* _Aim of the exercise_: Set down all of the lines below exactly as they are given.

* _Data for this task_:

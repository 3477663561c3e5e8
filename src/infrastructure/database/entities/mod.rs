//! Database entities module

pub mod freight_tariff;

pub use freight_tariff::Entity as FreightTariff;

* _Answer section_:
repository 3477663561c3e5e8
filename src/infrastructure/database/entities/mod.rs
//! Database entities module

pub mod freight_tariff;

pub use freight_tariff::Entity as FreightTariff;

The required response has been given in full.